Willenskraft verstehen wir hier als die Fähigkeit, eine Handlung zu unterdrücken, wenn ihre Konsequenzen unseren langfristigen Interessen widersprechen. Sind wir im Kopf parallel zu einer aktuellen Tätigkeit immer auch mit anderen Gedanken oder einem zweiten Bildschirm beschäftigt, sinkt die Willenskraft – unsere selbstdefinierten langfristigen Ziele werden nicht mehr verteidigt gegen kurzfristige Belohnungen und Ablenkungen. Das bedeutet auf der neuronalen Ebene, dass der Stirnlappen, der die Handlungen auf langfristige Ziele hinlenken kann, in einem innergehirnlichen Wettstreit verliert gegen Gehirnareale, die eher kurzfristige Ziele und Belohnungen ansteuern.
Viele Apps sind so programmiert, dass sie uns dazu verführen, mehr Zeit als gewollt zu »verdaddeln«, und uns so zu übermäßigem Konsum verleiten. Sie haben Muster eingepflegt, die genau das bewirken sollen. In der Programmierlogik werden solche Designs als Dark Patterns (Dunkle Muster) bezeichnet. Sie bewirken unter anderem, dass unsere Aufmerksamkeit regelrecht an unseren Smartphone-/Tablet-Apps klebt.
Dark Patterns werden programmiert, damit das Bezahlmodell von Apps funktioniert. Deren Werbeeinnahmen generieren sich aus Benutzerzahl und Nutzungsdauer. Die Programmierer und Programmiererinnen müssen also versuchen, uns dazu zu verleiten, die Apps immer wieder einzuschalten und nach Möglichkeit sogar Geld bei In-App-Käufen auszugeben.
Die psychologischen Mechanismen hinter den Dark Patterns werden vom Büro für Technikfolgen-Abschätzung beim Deutschen Bundestag (TAB) analysiert. Das TAB begann vor einigen Jahren, vor dem Design dieser Apps zu warnen.
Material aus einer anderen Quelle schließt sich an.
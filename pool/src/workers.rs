use rand::RngCore;
use serde::{Deserialize, Serialize};
use std::collections::HashMap;

/// Client counter wraps to 0 after this. Names start at `_1`.
pub const MAX_CLIENT_ID: u32 = 0x7FFF_FFFF;

/// A connected, authorized miner. This is the persistable part; the
/// notification link to its socket lives with the coordinator.
#[derive(Debug, Clone, PartialEq, Serialize, Deserialize)]
pub struct Worker {
    /// Session id of the owning connection.
    pub id: String,
    pub address: String,
    /// `<stratumId>_<clientId>`, unique per stratum process lifetime.
    pub name: String,
    pub ip: String,
    pub shares: u64,
    pub hashrate: f64,
    /// Unix milliseconds of the last share or admission.
    pub tick: i64,
}

/// Field-level change to a persisted worker; `None` leaves a field alone.
#[derive(Debug, Clone, Default, PartialEq, Serialize, Deserialize)]
pub struct WorkerUpdate {
    #[serde(default, skip_serializing_if = "Option::is_none")]
    pub shares: Option<u64>,
    #[serde(default, skip_serializing_if = "Option::is_none")]
    pub hashrate: Option<f64>,
    #[serde(default, skip_serializing_if = "Option::is_none")]
    pub tick: Option<i64>,
}

impl WorkerUpdate {
    pub fn shares(shares: u64) -> Self {
        Self {
            shares: Some(shares),
            tick: Some(chrono::Utc::now().timestamp_millis()),
            ..Default::default()
        }
    }
}

impl Worker {
    pub fn apply(&mut self, update: &WorkerUpdate) {
        if let Some(s) = update.shares {
            self.shares = s;
        }
        if let Some(h) = update.hashrate {
            self.hashrate = h;
        }
        if let Some(t) = update.tick {
            self.tick = t;
        }
    }
}

fn random_stratum_id() -> String {
    let mut bytes = [0u8; 10];
    rand::thread_rng().fill_bytes(&mut bytes);
    hex::encode(bytes)
}

/// Authorized workers of this stratum process, keyed by session id.
pub struct WorkerRegistry {
    workers: HashMap<String, Worker>,
    stratum_id: String,
    client_id: u32,
}

impl WorkerRegistry {
    pub fn new() -> Self {
        Self::with_stratum_id(random_stratum_id())
    }

    pub fn with_stratum_id(stratum_id: String) -> Self {
        Self {
            workers: HashMap::new(),
            stratum_id,
            client_id: 0,
        }
    }

    pub fn stratum_id(&self) -> &str {
        &self.stratum_id
    }

    fn next_name(&mut self) -> String {
        self.client_id = if self.client_id >= MAX_CLIENT_ID { 0 } else { self.client_id + 1 };
        format!("{}_{}", self.stratum_id, self.client_id)
    }

    /// Admit (or re-admit) the worker behind `session_id` with zero shares.
    pub fn admit(&mut self, session_id: &str, address: &str, ip: &str) -> Worker {
        let worker = Worker {
            id: session_id.to_string(),
            address: address.to_string(),
            name: self.next_name(),
            ip: ip.to_string(),
            shares: 0,
            hashrate: 0.0,
            tick: chrono::Utc::now().timestamp_millis(),
        };
        self.workers.insert(worker.id.clone(), worker.clone());
        worker
    }

    pub fn get(&self, session_id: &str) -> Option<&Worker> {
        self.workers.get(session_id)
    }

    pub fn contains(&self, session_id: &str) -> bool {
        self.workers.contains_key(session_id)
    }

    /// Add one share; returns the new count.
    pub fn credit_share(&mut self, session_id: &str) -> Option<u64> {
        let worker = self.workers.get_mut(session_id)?;
        worker.shares += 1;
        worker.tick = chrono::Utc::now().timestamp_millis();
        Some(worker.shares)
    }

    pub fn reset_shares(&mut self) {
        for worker in self.workers.values_mut() {
            worker.shares = 0;
        }
    }

    pub fn remove(&mut self, session_id: &str) -> Option<Worker> {
        self.workers.remove(session_id)
    }

    pub fn ids(&self) -> Vec<String> {
        self.workers.keys().cloned().collect()
    }

    pub fn len(&self) -> usize {
        self.workers.len()
    }

    pub fn is_empty(&self) -> bool {
        self.workers.is_empty()
    }
}

impl Default for WorkerRegistry {
    fn default() -> Self {
        Self::new()
    }
}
Denn sie machen im schlimmsten Fall abhängig.
Zur Veranschaulichung hier ein paar Beispiele dafür, was mit Dark Patterns bezweckt wird:
- Uns mehr Informationen entlocken, als wir preisgeben wollen, indem wir auf verwirrende Art und Weise Kreuzchen in Kästchen setzen oder aktiv entfernen müssen.
- Unsere Aufmerksamkeit aufbrauchen, bevor erst mit dem sechsten oder gar siebten Klick eine entscheidende Information kommt, der Ausweis der Liefergebühren zum Beispiel. Unser Gehirn hat so die eigentümliche Tendenz, ob der Zeit, die wir schon investiert haben, unnötige und unliebsame Gebühren zu akzeptieren. Dies wird auch als Bindungseskalation bezeichnet: Je mehr Zeit wir bereits »investiert« haben, umso mehr haben wir eine Abneigung dagegen, die App zu wechseln. Dahinter steckt die neuronal kodierte Tendenz, die aktuelle »Investition« höher zu bewerten als einen möglichen Gewinn durch einen Wechsel. Wer z. B. schon seinen Lebenslauf, Bilder und Interessen bei LinkedIn eingegeben hat, bindet sich kognitiv an diese Anwendung und wechselt nicht gleich wieder zu Xing.
- Unsere Veranlagung zu reziprokem Altruismus ausnutzen. Eine psychologische Verankerung unseres Gehirns nutzen Apps aus, wenn sie uns zum Beispiel kostenlose Testversionen oder Testabos anbieten, die danach automatisch in eine Bezahlvariante überführt werden. Denn wenn uns etwas Gutes widerfahren ist, neigen wir dazu, uns revanchieren zu wollen.
All das rechtfertigt Bedenken – und die Dark Patterns nehmen zu. Allerdings muss man sich auf der anderen Seite in Erinnerung rufen, dass unser Gehirn, insbesondere das von jungen Menschen, auch schon ablenkbar war, bevor digitale Medien und digitale Endgeräte erfunden wurden. Manches, was hier als negativer Effekt aufgezeigt wird, ist nicht neu, und vor allem sollten wir versuchen, mehr über die Art und Dauer unserer Mediennutzung herauszufinden.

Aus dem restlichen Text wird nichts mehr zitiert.